C = [false, true, false, true]

The result is a 1-x-4 logical array. The point is that you need to maintain an open mind when working with vectors and matrices — it’s not all about the numbers. You see other examples of non-numeric forms as the book progresses.

Adding and Subtracting

Now that you know how to enter vectors and matrices in MATLAB, it’s time to see how to perform math using them. Adding and subtracting is a good place to start.

Remember The essential rule when adding and subtracting vectors and matrices is that they must be the same size. You can’t add or subtract vectors or matrices of different sizes because MATLAB will display an error message. Use the following steps to see how to perform this task:

1. Type a=[1,2;3,4] and press Enter.

You see

a =

1 2

3 4

2. Type b=[5,6;7,8] and press Enter.

You see

b =

5 6

7 8

3. Type c = a + b and press Enter.

This step adds matrix a to matrix b. You see

c =

6 8

10 12

4. Type d = b - a and press Enter.

This step subtracts matrix b from matrix a. You see

d =

4 4

4 4

5. Type e=[1,2,3;4,5,6] and press Enter.

You see

e =

1 2 3

4 5 6

If you attempt to add or subtract matrix e from either matrix a or matrix b, you see an error message. However, the following step tries to perform the task anyway.

6. Type f = e + a and press Enter.

As expected, you see the following error message:

Matrix dimensions must agree.

The error messages differ a little between addition and subtraction, but the idea is the same.
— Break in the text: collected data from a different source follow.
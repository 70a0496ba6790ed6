//! Brand assets, templates and threshold overrides loaded from disk.

use std::path::{Path, PathBuf};

use compositor::{BrandFont, BrandText, Composer, ComposerConfig, MaskThresholds};
use image::DynamicImage;
use session_store::is_valid_id;
use tracing::{debug, info, warn};

use crate::config::AppConfig;

const MAX_FONT_SIZE: u64 = 50 * 1024 * 1024; // 50MB
const VALID_FONT_EXTENSIONS: &[&str] = &["ttf", "otf"];

#[derive(Debug, thiserror::Error)]
pub enum AssetError {
    #[error("Invalid font format (only TTF/OTF supported)")]
    InvalidFormat,
    #[error("Font file too large (max 50MB)")]
    FileTooLarge,
    #[error("Font could not be parsed: {0}")]
    Font(#[from] compositor::ComposeError),
    #[error("Image could not be decoded: {0}")]
    Image(#[from] image::ImageError),
    #[error("Invalid thresholds file: {0}")]
    Thresholds(#[from] serde_json::Error),
    #[error("IO error: {0}")]
    Io(#[from] std::io::Error),
}

pub fn load_brand_font(path: &Path) -> Result<BrandFont, AssetError> {
    let ext = path
        .extension()
        .and_then(|e| e.to_str())
        .map(|e| e.to_lowercase())
        .unwrap_or_default();
    if !VALID_FONT_EXTENSIONS.contains(&ext.as_str()) {
        return Err(AssetError::InvalidFormat);
    }
    if std::fs::metadata(path)?.len() > MAX_FONT_SIZE {
        return Err(AssetError::FileTooLarge);
    }
    let data = std::fs::read(path)?;
    Ok(BrandFont::from_bytes(data)?)
}

pub fn load_image(path: &Path) -> Result<DynamicImage, AssetError> {
    Ok(image::open(path)?)
}

pub fn load_thresholds(path: &Path) -> Result<MaskThresholds, AssetError> {
    let data = std::fs::read(path)?;
    Ok(serde_json::from_slice(&data)?)
}

/// Build the composer from configuration. Assets that fail to load are
/// logged and skipped; the composer still works without them.
pub fn build_composer(cfg: &AppConfig) -> Composer {
    let mut brand = BrandText::default();
    if let Some(heading) = &cfg.brand_heading {
        brand.heading = heading.clone();
    }
    if let Some(sub) = &cfg.brand_sub {
        brand.sub = sub.clone();
    }

    let thresholds = match &cfg.mask_thresholds_file {
        Some(path) => load_thresholds(path).unwrap_or_else(|e| {
            warn!(path = %path.display(), "Using default mask thresholds: {e}");
            MaskThresholds::default()
        }),
        None => MaskThresholds::default(),
    };

    let mut composer = Composer::new(ComposerConfig {
        thresholds,
        brand,
        ..ComposerConfig::default()
    });

    if let Some(path) = &cfg.brand_font_path {
        match load_brand_font(path) {
            Ok(font) => {
                info!(path = %path.display(), "Loaded brand font");
                composer = composer.with_brand_font(font);
            }
            Err(e) => {
                warn!(path = %path.display(), "Brand font not loaded, text will be skipped: {e}")
            }
        }
    }
    if let Some(path) = &cfg.brand_logo_path {
        match load_image(path) {
            Ok(logo) => {
                info!(path = %path.display(), "Loaded brand logo");
                composer = composer.with_logo(logo);
            }
            Err(e) => warn!(path = %path.display(), "Brand logo not loaded: {e}"),
        }
    }
    composer
}

/// Template images looked up as `{dir}/{layout}.png`.
#[derive(Debug, Clone, Default)]
pub struct TemplateLibrary {
    dir: Option<PathBuf>,
}

impl TemplateLibrary {
    pub fn new(dir: Option<PathBuf>) -> Self {
        Self { dir }
    }

    pub fn path_for(&self, layout: &str) -> Option<PathBuf> {
        let dir = self.dir.as_ref()?;
        if !is_valid_id(layout) {
            return None;
        }
        let path = dir.join(format!("{layout}.png"));
        path.is_file().then_some(path)
    }

    /// Decode the template for `layout`, if one exists and is readable.
    pub fn load(&self, layout: &str) -> Option<DynamicImage> {
        let path = self.path_for(layout)?;
        match load_image(&path) {
            Ok(img) => {
                debug!(layout, w = img.width(), h = img.height(), "Template loaded");
                Some(img)
            }
            Err(e) => {
                warn!(path = %path.display(), "Template unreadable, using recipe: {e}");
                None
            }
        }
    }
}

#[cfg(test)]
mod tests {
    use super::*;
    use image::{Rgba, RgbaImage};

    #[test]
    fn font_extension_is_checked() {
        let dir = tempfile::tempdir().unwrap();
        let path = dir.path().join("brand.woff");
        std::fs::write(&path, b"not a font").unwrap();
        assert!(matches!(load_brand_font(&path), Err(AssetError::InvalidFormat)));
    }

    #[test]
    fn unparseable_font_is_rejected() {
        let dir = tempfile::tempdir().unwrap();
        let path = dir.path().join("brand.ttf");
        std::fs::write(&path, b"not a font").unwrap();
        assert!(matches!(load_brand_font(&path), Err(AssetError::Font(_))));
    }

    #[test]
    fn template_library_resolves_existing_png() {
        let dir = tempfile::tempdir().unwrap();
        RgbaImage::from_pixel(12, 18, Rgba([0, 0, 0, 0]))
            .save(dir.path().join("frame-a.png"))
            .unwrap();
        let lib = TemplateLibrary::new(Some(dir.path().to_path_buf()));
        assert!(lib.load("frame-a").is_some());
        assert!(lib.load("missing").is_none());
        assert!(lib.path_for("../frame-a").is_none());
        assert!(TemplateLibrary::default().load("frame-a").is_none());
    }

    #[test]
    fn thresholds_file_overrides_defaults() {
        let dir = tempfile::tempdir().unwrap();
        let path = dir.path().join("thresholds.json");
        std::fs::write(&path, br#"{"chroma_max": 40}"#).unwrap();
        let cfg = AppConfig {
            mask_thresholds_file: Some(path),
            brand_heading: Some("OPEN HOUSE".into()),
            ..AppConfig::default()
        };
        let composer = build_composer(&cfg);
        assert_eq!(composer.config().thresholds.chroma_max, 40);
        assert_eq!(composer.config().brand.heading, "OPEN HOUSE");
    }

    #[test]
    fn missing_assets_do_not_prevent_startup() {
        let cfg = AppConfig {
            brand_font_path: Some(PathBuf::from("/nonexistent/font.ttf")),
            brand_logo_path: Some(PathBuf::from("/nonexistent/logo.png")),
            mask_thresholds_file: Some(PathBuf::from("/nonexistent/t.json")),
            ..AppConfig::default()
        };
        let composer = build_composer(&cfg);
        assert_eq!(composer.config().thresholds, MaskThresholds::default());
    }
}
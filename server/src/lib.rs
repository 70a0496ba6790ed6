//! Photobooth server: session storage, print rendering and sharing over HTTP.

pub mod app;
pub mod background;
pub mod config;
pub mod server;
pub mod services;

use std::path::PathBuf;

use session_store::{FileBackend, SessionStore, SqliteBackend};

use config::AppConfig;

/// Determine the data directory for the application.
/// Priority: PHOTOBOOTH_DATA_DIR env var > ~/.photobooth
pub fn data_dir() -> PathBuf {
    if let Ok(dir) = std::env::var("PHOTOBOOTH_DATA_DIR") {
        return PathBuf::from(dir);
    }
    dirs::home_dir()
        .unwrap_or_else(|| PathBuf::from("."))
        .join(".photobooth")
}

/// Load .env from multiple candidate paths.
pub fn load_dotenv() {
    let candidates = [".env", "../.env", "../../.env"];
    for path in &candidates {
        if dotenvy::from_filename(path).is_ok() {
            tracing::info!("Loaded .env from: {path}");
            return;
        }
    }
    tracing::info!("No .env file found, using system environment variables");
}

/// Open the session store under `dir`. A database that cannot be opened
/// leaves the store running on JSON files only.
pub fn open_store(dir: &std::path::Path) -> SessionStore {
    let db_path = dir.join("sessions.db");
    tracing::info!("Opening session database at {}", db_path.display());
    let primary = match SqliteBackend::open(&db_path) {
        Ok(db) => Some(db),
        Err(e) => {
            tracing::error!("Failed to open session database: {e}");
            None
        }
    };
    SessionStore::new(primary, FileBackend::new(dir.join("sessions")))
}

/// Load environment, create the data directory, open storage and config.
pub fn init_foundation() -> Result<(SessionStore, AppConfig), anyhow::Error> {
    load_dotenv();

    let dir = data_dir();
    std::fs::create_dir_all(&dir)?;

    let store = open_store(&dir);
    let config = AppConfig::load();

    tracing::info!(
        port = config.server_port,
        base_url = %config.public_base_url,
        uploads = config.cloudinary.is_configured(),
        retention_hours = config.session_retention_hours,
        "Settings loaded"
    );
    Ok((store, config))
}
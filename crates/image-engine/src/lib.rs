//! Raster primitives for the photobooth compositor.
//!
//! Provides contain/cover fit math and renderers, alpha overlay and faded
//! edits, mask-gated pixel copy, and QR code rendering.

pub mod composite;
pub mod fit;
pub mod qr;

// Re-exports for convenience
pub use composite::{blend_changes, copy_masked, overlay, overlay_with_opacity};
pub use fit::{
    Placement, Rect, contain_placement, cover_placement, draw_contain, draw_cover, render_cover,
};
pub use qr::{QrError, generate_qr};
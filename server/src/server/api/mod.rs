//! REST API handlers grouped by domain.

pub mod qr;
pub mod result;
pub mod sessions;
pub mod upload;

use axum::Json;
use axum::body::Body;
use axum::http::{StatusCode, header};
use axum::response::Response;
use serde_json::{Value, json};

type ApiError = (StatusCode, Json<Value>);

/// Standard error response.
pub fn err_json(status: u16, message: &str) -> ApiError {
    (
        StatusCode::from_u16(status).unwrap_or(StatusCode::INTERNAL_SERVER_ERROR),
        Json(json!({ "status": "error", "error": message })),
    )
}

/// PNG response that must not be cached by intermediaries.
pub fn png_response(data: Vec<u8>) -> Result<Response, ApiError> {
    Response::builder()
        .header(header::CONTENT_TYPE, "image/png")
        .header(header::CACHE_CONTROL, "no-store")
        .body(Body::from(data))
        .map_err(|e| err_json(500, &e.to_string()))
}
The matrices must be the same size in order to add or subtract them.

NON-NUMERIC ADDITION AND SUBTRACTION

It’s possible to perform addition and subtraction with non-numeric data. In fact, when performing certain character and string processing tasks, you do just that. For example, if you have the matrix a=[1,2;3,4] and the matrix b=["a", "b"; "c", "d"], then c = a+b would create the following output:

c =

2×2 string array

"1a" "2b"

"3c" "4d"

In this case, MATLAB converts the values in matrix a to strings, and then concatenates the values in matrix b to produce matrix c. However, the rules are different for character arrays, such as when you create d=['a', 'b'; 'c', 'd'] and then enter e=a+d to produce this output:

e =

98 100

102 104

This time, MATLAB converts the characters in matrix d to their numeric values (a=97, b=98, c=99, and d=100) and adds them to matrix a. You can also perform addition and subtraction with other non-numeric data types, such as logical arrays. In fact, you can also perform multiplication and division, as described in the next section, “Understanding the Many Ways to Multiply and Divide.”

Understanding the Many Ways to Multiply and Divide

After addition and subtraction come multiplication and division. MATLAB is just as adept in meeting these needs as it is in every other area. The following sections describe the many ways in which you can use multiplication and division in MATLAB.

Performing scalar multiplication and division

A scalar is just technobabble for ordinary numbers. When you multiply ordinary numbers by vectors and matrices, you get a result where every element is multiplied by the number. To try this for yourself, type a = [1,2;3,4] * 3 and press Enter. You see the following output:

a =

3 6

9 12

The example begins with the matrix, [1,2;3,4]. It then multiplies each element by 3 and places the result in a.

Division works in the same manner. To see how division works, type b = [6, 9; 12, 15] / 3 and press Enter. You see the following output:

b =

2 3

4 5

Again, the example begins with a matrix, [6, 9; 12, 15], and right divides it by 3. The result is stored in b.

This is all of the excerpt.